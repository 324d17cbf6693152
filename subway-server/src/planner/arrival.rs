//! Clock simulation along candidate routes.

use chrono::{Duration, NaiveDateTime};
use tracing::trace;

use crate::graph::RoutingGraph;

use super::rank::rank_time_paths;
use super::result::PathResult;

/// A route together with the moment it reaches its target.
#[derive(Debug, Clone, PartialEq, Eq)]
pub struct TimePath {
    path: PathResult,
    arrival: NaiveDateTime,
}

impl TimePath {
    /// Ride `path` leaving its source at `departure`.
    ///
    /// Boarding a line (the first edge, or any edge on a different line from
    /// the one before) waits for that line's next train when it has a
    /// timetable. Every edge then adds its running time. Lines without a
    /// timetable are boarded immediately.
    ///
    /// Returns `None` if a timetabled line runs no train in the direction
    /// of travel.
    pub fn simulate(
        graph: &RoutingGraph,
        path: PathResult,
        departure: NaiveDateTime,
    ) -> Option<Self> {
        let mut now = departure;
        let mut riding = None;

        for (hop, edge) in path.stations().windows(2).zip(path.edges()) {
            if riding != Some(edge.line) {
                if let Some(route) = graph.route(edge.line)
                    && route.timetable().is_some()
                {
                    now = route.next_departure(hop[0], hop[1], now)?;
                }
                riding = Some(edge.line);
            }
            now += Duration::minutes(i64::from(edge.duration));
        }

        Some(Self { path, arrival: now })
    }

    pub fn arrival(&self) -> NaiveDateTime {
        self.arrival
    }

    pub fn path(&self) -> &PathResult {
        &self.path
    }

    pub fn into_path(self) -> PathResult {
        self.path
    }
}

/// Simulated candidates for one earliest-arrival query.
#[derive(Debug, Clone, Default)]
pub struct TimePaths {
    paths: Vec<TimePath>,
}

impl TimePaths {
    /// Simulate every candidate from the same departure time.
    ///
    /// Candidates that cannot be completed are dropped.
    pub fn simulate(
        graph: &RoutingGraph,
        candidates: Vec<PathResult>,
        departure: NaiveDateTime,
    ) -> Self {
        let paths = candidates
            .into_iter()
            .filter_map(|path| {
                let stations = path.stations().len();
                let simulated = TimePath::simulate(graph, path, departure);
                if simulated.is_none() {
                    trace!(stations, "dropped candidate with no onward train");
                }
                simulated
            })
            .collect();

        Self { paths }
    }

    pub fn len(&self) -> usize {
        self.paths.len()
    }

    pub fn is_empty(&self) -> bool {
        self.paths.is_empty()
    }

    /// The candidate that arrives first.
    pub fn fastest_arrival(self) -> Option<TimePath> {
        rank_time_paths(self.paths).into_iter().next()
    }
}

* [Problem statement]:
Note how many lines in the material hold the word "trace", and give that number by itself.

* [Result of this exercise]:
2